Die Bauarbeiten an der umstrittenen OCP-Ölpipeline in Ecuador dürfen weiter gehen. Ende letzter Woche hatte das Umweltministerium sich mit der Betreiberfirma, OCP Ecuador SA, auf den Ausgleich für baubedingte Umweltschäden in einem Schutzgebiet geeinigt. Im Januar hatte das Ministerium die Baugenehmigung ausgesetzt, weil im Mindo-Nambillo-Park geschützte Bäume durch die Bauarbeiten vernichtet worden waren. OCP hat sich bereit erklärt, das Schadensgebiet wieder aufzuforsten und einen benachbarten Fluss von Baumaterial zu reinigen.

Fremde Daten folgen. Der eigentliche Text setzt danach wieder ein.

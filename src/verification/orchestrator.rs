//! Entry point of the engine: routes a ping down the offline or online path,
//! replays any offline backlog first, and always produces a score.

use chrono::{DateTime, Utc};
use futures::FutureExt;
use std::future::Future;
use std::panic::AssertUnwindSafe;
use std::sync::Arc;
use tracing::{debug, error, info, warn};

use crate::error::{Result, VerifyError};
use crate::models::{
    LocationRecord, MotionEvidence, OfflineQueueEntry, Position, TrustScore, UserId,
    VerificationOptions,
};

use super::clock::{Clock, SystemClock};
use super::history::{HistoryStore, InMemoryHistoryStore};
use super::locks::UserLocks;
use super::motion::MotionSource;
use super::offline_queue::{InMemoryOfflineQueue, OfflineQueue};
use super::policy::{ScorePolicy, VerificationPolicy};
use super::proximity::{average_distance, decay_score, ActivityStore, ProximityScorer};
use super::speed::{check_movement, Anomaly, MovementCheck};

/// How a verification call ended.
#[derive(Debug)]
pub enum Outcome {
    /// Queued while offline; provisional trust.
    Provisional,
    Anomaly(Anomaly),
    /// No recent known locations to compare against.
    Neutral,
    Proximity { avg_distance_m: f64, score: TrustScore },
    Failed(VerifyError),
}

impl Outcome {
    pub fn score(&self, scores: &ScorePolicy) -> TrustScore {
        match self {
            Outcome::Provisional => scores.offline_provisional(),
            Outcome::Anomaly(_) => scores.anomaly(),
            Outcome::Neutral => scores.neutral(),
            Outcome::Proximity { score, .. } => *score,
            Outcome::Failed(_) => scores.fallback(),
        }
    }
}

#[derive(Debug)]
pub struct Verdict {
    pub score: TrustScore,
    pub outcome: Outcome,
}

pub struct Verifier {
    history: Arc<dyn HistoryStore>,
    queue: Arc<dyn OfflineQueue>,
    proximity: ProximityScorer,
    motion_source: Arc<dyn MotionSource>,
    clock: Arc<dyn Clock>,
    locks: UserLocks,
    policy: VerificationPolicy,
}

impl Verifier {
    /// Engine with in-process history and offline queue and the system clock.
    pub fn new(
        activities: Arc<dyn ActivityStore>,
        motion_source: Arc<dyn MotionSource>,
        policy: VerificationPolicy,
    ) -> Self {
        Self {
            history: Arc::new(InMemoryHistoryStore::new(policy.history_window)),
            queue: Arc::new(InMemoryOfflineQueue::new(policy.offline_queue_max)),
            proximity: ProximityScorer::new(activities, policy.proximity),
            motion_source,
            clock: Arc::new(SystemClock),
            locks: UserLocks::new(),
            policy,
        }
    }

    pub fn with_history(mut self, history: Arc<dyn HistoryStore>) -> Self {
        self.history = history;
        self
    }

    pub fn with_offline_queue(mut self, queue: Arc<dyn OfflineQueue>) -> Self {
        self.queue = queue;
        self
    }

    pub fn with_clock(mut self, clock: Arc<dyn Clock>) -> Self {
        self.clock = clock;
        self
    }

    pub fn policy(&self) -> &VerificationPolicy {
        &self.policy
    }

    /// Trust score in [0, 1] for `position` reported by `user`. Never fails.
    pub async fn verify(
        &self,
        user: UserId,
        position: Position,
        options: &VerificationOptions,
    ) -> TrustScore {
        self.verify_detailed(user, position, options).await.score
    }

    /// Like [`Verifier::verify`] but also reports which path produced the score.
    pub async fn verify_detailed(
        &self,
        user: UserId,
        position: Position,
        options: &VerificationOptions,
    ) -> Verdict {
        let run = AssertUnwindSafe(self.run(user, position, options))
            .catch_unwind()
            .await;

        let outcome = match run {
            Ok(Ok(outcome)) => outcome,
            Ok(Err(err)) => {
                warn!(user_id = %user, "Verification failed, returning fallback score: {}", err);
                Outcome::Failed(err)
            }
            Err(_) => {
                error!(user_id = %user, "Verification panicked, returning fallback score");
                Outcome::Failed(VerifyError::Internal("verification step panicked".to_string()))
            }
        };

        let score = outcome.score(&self.policy.scores);
        debug!(user_id = %user, score = %score, "Verification finished: {:?}", outcome);
        Verdict { score, outcome }
    }

    async fn run(
        &self,
        user: UserId,
        position: Position,
        options: &VerificationOptions,
    ) -> Result<Outcome> {
        if options.is_offline {
            self.enqueue_offline(user, position).await;
            return Ok(Outcome::Provisional);
        }

        // Collaborator I/O happens outside the user's lock
        let motion = if options.require_motion {
            self.with_timeout("motion source", self.motion_source.latest_motion_sample(user))
                .await
                .map(MotionEvidence::from)
        } else {
            Ok(MotionEvidence::NotRequested)
        };

        let check = {
            let _guard = self.locks.acquire(user).await;
            let now = self.clock.now();

            self.replay_backlog(user, options, now).await;

            let evidence = match &motion {
                Ok(evidence) => *evidence,
                Err(_) => MotionEvidence::Missing,
            };
            if evidence == MotionEvidence::Missing {
                debug!(user_id = %user, "Motion required but no fresh sample available");
            }
            let record = LocationRecord::live(position, now, evidence);
            self.process_record(user, record, options, now).await?
        };

        if let MovementCheck::Anomaly(anomaly) = check {
            info!(user_id = %user, "Movement anomaly detected: {:?}", anomaly);
            return Ok(Outcome::Anomaly(anomaly));
        }
        motion?;

        let known = self
            .with_timeout("activity store", self.proximity.known_locations(user))
            .await?;

        let outcome = match average_distance(&position, &known) {
            None => Outcome::Neutral,
            Some(avg_distance_m) if !avg_distance_m.is_finite() => {
                return Err(VerifyError::Store(format!(
                    "non-finite average distance over {} known locations",
                    known.len()
                )));
            }
            Some(avg_distance_m) => Outcome::Proximity {
                avg_distance_m,
                score: decay_score(avg_distance_m, self.proximity.policy(), &self.policy.scores),
            },
        };
        Ok(outcome)
    }

    async fn enqueue_offline(&self, user: UserId, position: Position) {
        let _guard = self.locks.acquire(user).await;
        let entry = OfflineQueueEntry::new(position, self.clock.now());
        if let Err(err) = self.queue.enqueue(user, entry).await {
            error!(user_id = %user, "Failed to queue offline ping: {}", err);
        }
    }

    /// Replay queued offline pings in submission order. Their scores are
    /// discarded; they only keep history complete. Failures are logged and
    /// the remaining entries still run.
    async fn replay_backlog(
        &self,
        user: UserId,
        options: &VerificationOptions,
        now: DateTime<Utc>,
    ) {
        let backlog = match self.queue.drain(user).await {
            Ok(backlog) => backlog,
            Err(err) => {
                warn!(user_id = %user, "Could not drain offline queue: {}", err);
                return;
            }
        };
        if backlog.is_empty() {
            return;
        }

        let cutoff = now - self.policy.history_window;
        debug!(user_id = %user, "Replaying {} offline pings", backlog.len());

        for entry in backlog {
            if entry.timestamp < cutoff {
                warn!(
                    user_id = %user,
                    queued_at = %entry.timestamp,
                    "Discarding offline ping older than the history window"
                );
                continue;
            }
            let record = LocationRecord::replayed(&entry);
            match self.process_record(user, record, options, now).await {
                Ok(MovementCheck::Anomaly(anomaly)) => {
                    info!(user_id = %user, queued_at = %entry.timestamp, "Anomaly in offline backlog: {:?}", anomaly);
                }
                Ok(_) => {}
                Err(err) => {
                    warn!(user_id = %user, queued_at = %entry.timestamp, "Offline ping replay failed: {}", err);
                }
            }
        }
    }

    /// Prune, append, then run the movement checks on the new tail.
    async fn process_record(
        &self,
        user: UserId,
        record: LocationRecord,
        options: &VerificationOptions,
        now: DateTime<Utc>,
    ) -> Result<MovementCheck> {
        self.history.prune(user, now).await?;
        self.history.append(user, record).await?;
        let recent = self.history.last(user, 2).await?;
        check_movement(&recent, options, &self.policy.motion)
    }

    async fn with_timeout<T>(
        &self,
        what: &'static str,
        fut: impl Future<Output = Result<T>>,
    ) -> Result<T> {
        tokio::time::timeout(self.policy.store_timeout, fut)
            .await
            .map_err(|_| VerifyError::Timeout(what))?
    }

    /// Expire history and offline backlogs that fell out of the window,
    /// then release lock slots of idle users. Each user's stores are only
    /// touched while holding that user's lock.
    pub async fn reap_idle(&self) -> ReapStats {
        let now = self.clock.now();
        let cutoff = now - self.policy.history_window;
        let mut stats = ReapStats::default();

        let mut users = self.history.users().await.unwrap_or_else(|err| {
            warn!("Listing history users failed: {}", err);
            Vec::new()
        });
        match self.queue.users().await {
            Ok(queued) => users.extend(queued),
            Err(err) => warn!("Listing offline queue users failed: {}", err),
        }
        users.sort_unstable();
        users.dedup();

        for user in users {
            let _guard = self.locks.acquire_quiet(user).await;
            match self.history.evict_expired(user, now).await {
                Ok(true) => stats.histories += 1,
                Ok(false) => {}
                Err(err) => warn!(user_id = %user, "History eviction failed: {}", err),
            }
            match self.queue.evict_expired(user, cutoff).await {
                Ok(n) => stats.queued += n,
                Err(err) => warn!(user_id = %user, "Offline queue eviction failed: {}", err),
            }
        }

        stats.slots = self.locks.reap_idle(self.policy.user_idle);
        stats
    }
}

/// What one `Verifier::reap_idle` pass released.
#[derive(Debug, Default, Clone, Copy, PartialEq, Eq)]
pub struct ReapStats {
    /// Lock slots dropped.
    pub slots: usize,
    /// Users whose history emptied and was forgotten.
    pub histories: usize,
    /// Offline entries discarded as too old to replay.
    pub queued: usize,
}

Die OCP-Pipeline wird mit ihrer Transportkapazität von 450.000 Barrel Rohöl pro Tag die Menge an transportiertem Öl von den Amazonas-Ölfeldern an die Küste mehr als verdoppeln. Bislang fließen täglich rund 400.000 Tonnen durch eine staatseigene Pipeline. Die neue Leitung soll noch in diesem Jahr ihren Betrieb aufnehmen. Das 1,3 Milliarden US-Dollar teure Projekt stößt bei Anwohnern und Umweltschützern auf Widerstand. Die Pipeline verläuft durch den geschützten Mindo-Nambillo-Urwald, einem wichtigen Lebensraum für Vögel und beliebtem Ziel vieler Ökotouristen. Er liegt vor den Toren Quitos in den Anden.

Auch Greenpeace setzt sich gegen den Bau der OCP-Pipeline ein, die durch Naturschutzgebiete und erdbebengefährdete Regionen verlaufen wird. Im vergangenen Jahr inspezierte ein Greenpeace-Team die Baustrecke und besuchte die Anwohner. In Deutschland richtete sich der Protest vor allem gegen die Westdeutsche Landesbank (WestLB), die den umstrittenen Pipelinebau mit einem Großkredit in Höhe von rund einer Milliarde Euro unterstützt. Greenpeace fordert die nordrhein-westfälische Landesregierung als Hauptanteilseigner der WestLB auf, den Kredit rückgängig zu machen.